Emel Vardar, Türkiye'deki sergi ve fuar çalışmaları dışında dünyanın pek çok ülkesindeki önemli sanat etkinliğinden davet aldığını ve bu etkinliklere Türkiye'yi temsil etmek üzere katıldığını vurgulayarak, ''
Kadının, ebedi güzelliğin simgesi olduğuna inanmam nedeniyle yaptığım çalışmalarda, kadınların yalnızca fiziksel güzelliğini değil, içsel dünyalarının zenginliğini, sevgilerini, acılarını, başarılarını ve evrenin en büyük mucizevi sevgisi olan anne çocuk sevgisiyle bütünleyerek, kadının gücünü de vurguluyorum'' dedi.
Bronz, cam, paslanmaz çelik, polyester gibi farklı malzemeler kullanarak, yaptığı heykel çalışmalarında değişik teknikler uyguladığını aktaran Emel Vardar, 8-11
Eylül tarihleri arasında Berlin'deki ''Berliner
Liste 2011
Sanat Fuarı'' ile 22-23
Ekim tarihleri arasında Paris'teki ''Carrousel du Louvre Art Shopping Sanat Fuarı''na katılacağını ve fuarlarda ''Rüya'' (beyaz kadın) ve ''Paris'' isimli (kırmızı heykel) cam heykellerinin yanı sıra bronz, cam ve çelik malzemelerden tasarlanan kadın figürlerinden oluşan heykellerinin de sergileneceğini vurguladı.
Emel Vardar, bu iki sergiye de bir yıl içinde hazırlandığını ve eserlerin çok yoğun bir çalışma sonucu ortaya çıktığını dile getirerek, şunları kaydetti:
''Önce proje çalışması yapıyorum.

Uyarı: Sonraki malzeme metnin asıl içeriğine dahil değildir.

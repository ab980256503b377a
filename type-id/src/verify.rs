//! The Type ID validation state machine.
use ckb_hash::new_blake2b;
use ckb_logger::debug;
use ckb_types::{
    bytes::Bytes,
    packed::{CellInput, Script},
    prelude::*,
};

use crate::error::{LoadError, TypeIdError};
use crate::loader::{CellPresence, Source, SourceEntry, TypeIdDataLoader};

/// Capacity reserved for the serialized current script, 32 KiB. A longer
/// script fails loading rather than being truncated.
pub const MAX_SCRIPT_SIZE: usize = 32_768;

/// Capacity reserved for the serialized first input of the transaction.
pub const MAX_INPUT_SIZE: usize = 128;

/// Upper bound on the creation-output scan. No transaction can hold this
/// many outputs, since every output occupies at least 61 bytes of a block
/// whose serialized size is capped far below `61 * 8192`. Running past the
/// bound is reported the same as exhausting the outputs.
pub const MAX_OUTPUT_SCAN: usize = 8_192;

/// Derives the type id a creation output must claim.
///
/// The id is the blake2b-256 digest, under CKB's standard personalization,
/// of the serialized first input of the creating transaction followed by
/// `output_index` encoded as a 64-bit little-endian integer. Binding the
/// first input makes the id unforgeable without spending that input;
/// binding the index keeps ids distinct when one transaction creates
/// several type id cells.
pub fn calculate_type_id(first_input: &CellInput, output_index: u64) -> [u8; 32] {
    type_id_digest(first_input.as_slice(), output_index)
}

fn type_id_digest(first_input: &[u8], output_index: u64) -> [u8; 32] {
    let mut blake2b = new_blake2b();
    blake2b.update(first_input);
    blake2b.update(&output_index.to_le_bytes());
    let mut ret = [0u8; 32];
    blake2b.finalize(&mut ret);
    ret
}

/// Validator for the type id rules of the currently executing script.
///
/// One instance checks one script group of one transaction. [`validate`]
/// enforces two rules over the data behind `DL`:
///
/// * at most one cell of this type id on each side of the transaction;
/// * a created cell must claim the id [`calculate_type_id`] yields for the
///   transaction's first input and the cell's output position.
///
/// [`validate`]: TypeIdVerifier::validate
pub struct TypeIdVerifier<DL> {
    data_loader: DL,
}

impl<DL: TypeIdDataLoader> TypeIdVerifier<DL> {
    /// Creates a validator reading through `data_loader`.
    pub fn new(data_loader: DL) -> Self {
        TypeIdVerifier { data_loader }
    }

    /// Runs the full type id check.
    ///
    /// `offset` locates the 32-byte claimed id inside the current script
    /// args. The check is a single deterministic pass: a singleton guard
    /// over group position 1 on both sides, then either an immediate pass
    /// when a group input occupies position 0 (the cell continues an
    /// existing id) or, on creation, the derivation-and-compare of the
    /// claimed id. Every failure is terminal and rejects the transaction.
    pub fn validate(&self, offset: usize) -> Result<(), TypeIdError> {
        if self.has_group_cell(1, SourceEntry::Input)?
            || self.has_group_cell(1, SourceEntry::Output)?
        {
            debug!("there can only be at most one input and one output type id cell");
            return Err(TypeIdError::DuplicateTypeIdCell);
        }

        if self.has_group_cell(0, SourceEntry::Input)? {
            // Continuation of an id fixed at its creation transaction.
            return Ok(());
        }

        let claimed_id = self.extract_claimed_id(offset)?;
        let index = self.locate_creation_output()?;
        let first_input = self.load_first_input()?;
        let expected_id = type_id_digest(&first_input, index);
        if expected_id != claimed_id {
            debug!("invalid type id claimed for output {}", index);
            return Err(TypeIdError::TypeIdMismatch);
        }
        Ok(())
    }

    fn has_group_cell(&self, index: usize, entry: SourceEntry) -> Result<bool, TypeIdError> {
        match self.data_loader.probe_cell(index, Source::Group(entry)) {
            CellPresence::Found => Ok(true),
            CellPresence::NotFoundByRange => Ok(false),
            CellPresence::OtherFailure(err) => Err(TypeIdError::LoadFailure(err)),
        }
    }

    fn extract_claimed_id(&self, offset: usize) -> Result<[u8; 32], TypeIdError> {
        let data = self.data_loader.load_script()?;
        if data.len() > MAX_SCRIPT_SIZE {
            debug!("current script is too large: {} bytes", data.len());
            return Err(LoadError::LengthNotEnough {
                limit: MAX_SCRIPT_SIZE,
                actual: data.len(),
            }
            .into());
        }
        let script = Script::from_slice(&data).map_err(|err| {
            debug!("current script fails molecule verification: {}", err);
            TypeIdError::MalformedSchema
        })?;
        let args = script.args().raw_data();

        let end = offset
            .checked_add(32)
            .filter(|end| *end <= args.len())
            .ok_or(TypeIdError::OffsetOutOfRange {
                args_len: args.len(),
                offset,
            })?;
        let mut claimed_id = [0u8; 32];
        claimed_id.copy_from_slice(&args[offset..end]);
        Ok(claimed_id)
    }

    fn locate_creation_output(&self) -> Result<u64, TypeIdError> {
        let script_hash = self.data_loader.load_script_hash()?;
        for index in 0..MAX_OUTPUT_SCAN {
            match self
                .data_loader
                .load_cell_type_hash(index, Source::Transaction(SourceEntry::Output))
            {
                Ok(type_hash) if type_hash == script_hash => return Ok(index as u64),
                Ok(_) => {}
                Err(LoadError::IndexOutOfBound) => {
                    debug!("no output carries the current script hash");
                    return Err(TypeIdError::NoMatchingOutput);
                }
                Err(err) => {
                    debug!("error fetching an output type hash: {}", err);
                    return Err(TypeIdError::LoadFailure(err));
                }
            }
        }
        Err(TypeIdError::NoMatchingOutput)
    }

    fn load_first_input(&self) -> Result<Bytes, TypeIdError> {
        let first_input = self
            .data_loader
            .load_input(0, Source::Transaction(SourceEntry::Input))?;
        if first_input.len() > MAX_INPUT_SIZE {
            debug!(
                "the first input of the transaction is too large: {} bytes",
                first_input.len()
            );
            return Err(LoadError::LengthNotEnough {
                limit: MAX_INPUT_SIZE,
                actual: first_input.len(),
            }
            .into());
        }
        Ok(first_input)
    }
}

Sonrasında heykelleri yapmaya başlıyorum. Önce çalışma çamurla yapılıyor. Kalıbı alınıyor, döküm aşamasına kadar geliyor, döküm ve patine (renklendirme) çalışmaları yapılıyor. Her bir heykel çalışmasında birbirinden farklı patine malzemeleri kullanıyorum. Ortalama bir heykelin ortaya çıkması, heykelin büyüklüğüne göre 6-7 ayı bulabiliyor.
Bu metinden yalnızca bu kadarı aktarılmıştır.